A Girl’s Guide to Decorating

Cover image of A Girl's Guide to Decorating by Abigail Ahern

A Girl’s Guide to Decorating
By Abigail Ahern · Reviewed by Katy McRae

Abigail Ahern is a British interior designer, stylist and owner of one of London’s leading interiors stores. And now she’s added author to her list of achievements with A Girl’s Guide to Decorating.

As you would expect from a woman with such a reputation for style, this is one good-looking book. Beautiful photography is matched with clean, clever layout to create 190 or so pages of eye-candy. Even if you didn’t read a single word, the pictures alone would give you a good half hour of inspiration. And the paper stock is classy – I like that in a book.

Luckily Abigail can also write…which is a huge relief because there’s nothing more disappointing than a book that’s all fluff and no substance. Her mantra, if you will, is that “style has absolutely nothing to do with money” and she sets about proving her case in what is effectively a decorating how-to, packed with hints, tips and tricks of the trade.

Abigail has divided the book up into the basics of interior design – glamour, colour, texture and light – prefaced by a chapter on planning your space and ending with a chapter on ‘practical stuff’ (tools you’ll need and techniques to master). She covers everything from painting floorboards to hanging wallpaper, but specialises in ‘entry-level’ DIY which gives you the biggest bang for your buck. It’s all about giving things a lick of paint, arranging collections in clever ways, swapping the handles on your furniture (“one of the easiest ways to change the look of your furniture”) and making the most of your space rather than bashing down walls or ripping out your kitchen.

Double page spread from A Girl's Guide to Decorating – Abigail Ahern

Double page spread from A Girl's Guide to Decorating – Abigail Ahern

She also has nifty sections within each chapter where she goes into all the different options and what they’re best suited for – wall and floor surfaces, styles of curtains, shelving, options for cabinets, different types of wallpaper and so on.

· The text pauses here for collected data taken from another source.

//! Line-oriented command language for driving one document.

use std::str::FromStr;

use anyhow::{Context, Result, bail};
use strum::EnumString;

use quilt_store::DocumentStore;
use quilt_types::{BlockId, DocumentId, RegionHandle, SessionId};

pub const HELP: &str = "\
commands:
    open <start> <length>     lock a line range, prints its region id
    close <id>                release a region
    edit <id> <text>          replace a region's lines (\\n separates lines)
    read <start> [length]     print lines (to end of document by default)
    table                     dump the piece table
    regions                   list open regions
    stitch                    print the whole document
    compact                   fold closed regions into the original block
    save                      write the document back to disk
    help                      this text
    quit                      exit
";

#[derive(Clone, Copy, Debug, PartialEq, Eq, EnumString)]
#[strum(ascii_case_insensitive, serialize_all = "lowercase")]
enum Verb {
    Open,
    Close,
    Edit,
    Read,
    Table,
    Regions,
    Stitch,
    Compact,
    Save,
    #[strum(serialize = "help", serialize = "?")]
    Help,
    #[strum(serialize = "quit", serialize = "exit")]
    Quit,
}

/// A parsed command line.
#[derive(Clone, Debug, PartialEq, Eq)]
pub enum Command {
    Open { start: usize, length: usize },
    Close(RegionHandle),
    Edit { handle: RegionHandle, lines: Vec<String> },
    Read { start: usize, length: Option<usize> },
    Table,
    Regions,
    Stitch,
    Compact,
    Save,
    Help,
    Quit,
}

impl FromStr for Command {
    type Err = anyhow::Error;

    fn from_str(line: &str) -> Result<Self> {
        let line = line.trim();
        let (verb, rest) = line.split_once(char::is_whitespace).unwrap_or((line, ""));
        let verb = Verb::from_str(verb).with_context(|| format!("unknown command {verb:?}"))?;
        let mut args = rest.split_whitespace();

        let command = match verb {
            Verb::Open => Command::Open {
                start: number(args.next(), "start")?,
                length: number(args.next(), "length")?,
            },
            Verb::Close => Command::Close(handle(args.next())?),
            Verb::Edit => {
                let (id, text) = rest.trim_start().split_once(' ').context("edit needs <id> <text>")?;
                Command::Edit {
                    handle: handle(Some(id))?,
                    lines: text.split("\\n").map(|l| format!("{l}\n")).collect(),
                }
            }
            Verb::Read => Command::Read {
                start: number(args.next(), "start")?,
                length: args.next().map(|s| number(Some(s), "length")).transpose()?,
            },
            Verb::Table => Command::Table,
            Verb::Regions => Command::Regions,
            Verb::Stitch => Command::Stitch,
            Verb::Compact => Command::Compact,
            Verb::Save => Command::Save,
            Verb::Help => Command::Help,
            Verb::Quit => Command::Quit,
        };
        Ok(command)
    }
}

fn number(arg: Option<&str>, what: &str) -> Result<usize> {
    let Some(arg) = arg else {
        bail!("missing <{what}>");
    };
    arg.parse().with_context(|| format!("<{what}> must be a line number, got {arg:?}"))
}

fn handle(arg: Option<&str>) -> Result<RegionHandle> {
    let id = number(arg.map(|a| a.trim_start_matches('#')), "id")?;
    Ok(RegionHandle::new(BlockId::new(id)))
}

/// One local session editing one document.
pub struct Shell {
    store: DocumentStore,
    document: DocumentId,
    session: SessionId,
    name: String,
}

impl Shell {
    /// Start a fresh session. Without a name it is labelled by its short id.
    pub fn new(store: DocumentStore, document: DocumentId, name: Option<String>) -> Self {
        let session = SessionId::new();
        Self {
            store,
            document,
            session,
            name: name.unwrap_or_else(|| session.short()),
        }
    }

    pub fn store(&self) -> &DocumentStore {
        &self.store
    }

    pub fn session(&self) -> SessionId {
        self.session
    }

    pub fn name(&self) -> &str {
        &self.name
    }

    /// Run one command and return what to print.
    pub fn execute(&self, command: &Command) -> Result<String> {
        tracing::debug!(session = %self.name, ?command, "executing");
        let doc = self.document;
        let output = match command {
            Command::Open { start, length } => {
                let handle = self.store.open_region(doc, self.session, *start, *length)?;
                format!("opened {handle}\n")
            }
            Command::Close(handle) => {
                self.store.close_region(doc, self.session, *handle)?;
                format!("closed {handle}\n")
            }
            Command::Edit { handle, lines } => {
                self.store.edit_region(doc, self.session, *handle, lines.clone())?;
                format!("edited {handle}: {} lines\n", lines.len())
            }
            Command::Read { start, length } => {
                let length = match length {
                    Some(length) => *length,
                    None => self.store.len(doc)?,
                };
                self.store.read(doc, *start, length)?.concat()
            }
            Command::Table => self.store.dump(doc)?,
            Command::Regions => self
                .store
                .regions(doc)?
                .iter()
                .map(|r| format!("{}\t{}..{}\n", r.handle, r.lines.start, r.lines.end))
                .collect(),
            Command::Stitch => self.store.stitch(doc)?.concat(),
            Command::Compact => format!("compacted: {} lines\n", self.store.compact(doc)?),
            Command::Save => format!("saved: {} lines\n", self.store.save(doc)?),
            Command::Help => HELP.to_string(),
            Command::Quit => String::new(),
        };
        Ok(output)
    }
}

#[cfg(test)]
mod tests {
    use super::*;
    use quilt_store::StoreConfig;

    fn shell() -> Shell {
        let store = DocumentStore::in_memory(StoreConfig::default());
        let doc = store.create("test", "a\nb\nc\nd\ne\n");
        Shell::new(store, doc, Some("tester".to_string()))
    }

    fn run(shell: &Shell, line: &str) -> Result<String> {
        shell.execute(&line.parse()?)
    }

    #[test]
    fn test_parse() {
        assert_eq!("open 1 2".parse::<Command>().unwrap(), Command::Open { start: 1, length: 2 });
        assert_eq!(
            "CLOSE #3".parse::<Command>().unwrap(),
            Command::Close(RegionHandle::new(BlockId::new(3)))
        );
        assert_eq!("read 4".parse::<Command>().unwrap(), Command::Read { start: 4, length: None });
        assert_eq!("exit".parse::<Command>().unwrap(), Command::Quit);
        assert_eq!("?".parse::<Command>().unwrap(), Command::Help);
        assert_eq!(
            "edit 1 x\\ny".parse::<Command>().unwrap(),
            Command::Edit {
                handle: RegionHandle::new(BlockId::new(1)),
                lines: vec!["x\n".to_string(), "y\n".to_string()],
            }
        );
    }

    #[test]
    fn test_parse_errors() {
        assert!("frobnicate".parse::<Command>().is_err());
        assert!("open 1".parse::<Command>().is_err());
        assert!("open one 2".parse::<Command>().is_err());
        assert!("edit 1".parse::<Command>().is_err());
    }

    #[test]
    fn test_session_name() {
        assert_eq!(shell().name(), "tester");

        let store = DocumentStore::in_memory(StoreConfig::default());
        let doc = store.create("anon", "a\n");
        let anon = Shell::new(store, doc, None);
        assert_eq!(anon.name(), anon.session().short());
    }

    #[test]
    fn test_session_flow() {
        let shell = shell();
        assert_eq!(run(&shell, "open 1 2").unwrap(), "opened #1\n");
        assert!(run(&shell, "open 2 1").is_err());
        assert_eq!(run(&shell, "regions").unwrap(), "#1\t1..3\n");

        run(&shell, "edit 1 B\\nC\\nC2").unwrap();
        assert_eq!(run(&shell, "read 0 4").unwrap(), "a\nB\nC\nC2\n");
        assert_eq!(run(&shell, "read 4").unwrap(), "d\ne\n");

        run(&shell, "close 1").unwrap();
        assert_eq!(run(&shell, "compact").unwrap(), "compacted: 6 lines\n");
        assert_eq!(run(&shell, "stitch").unwrap(), "a\nB\nC\nC2\nd\ne\n");
        assert!(run(&shell, "table").unwrap().starts_with("     Block"));
    }
}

This woman knows her coving from her cornicing and now, thanks to her, I do too.

My only slight criticism would be that she does, at times, have a tendency to state the blindingly obvious. Case in point: “displaying personal treasures…gives a home a heart and soul.” Or my personal favourite, “paint is a great way to spruce up walls without blowing the budget”. But I can forgive her the occasional banal comment for all the good advice she then goes on to give.

As with all of these sorts of things, the closer you are in taste to the author, the more you’re going to get out of the book. DesignSponge describes Abigail Ahern’s style as mixing “eclectic elements while having fun, but not going overboard – very modern, but still so liveable.” If that sounds like your cup of tea, then this is a book for you.

Katy McRae likes formica tables, sharp scissors, fabric (especially felt), strong-smelling solvents and words. She also likes to make stuff. She’s not a fan of the colours peppermint and royal blue.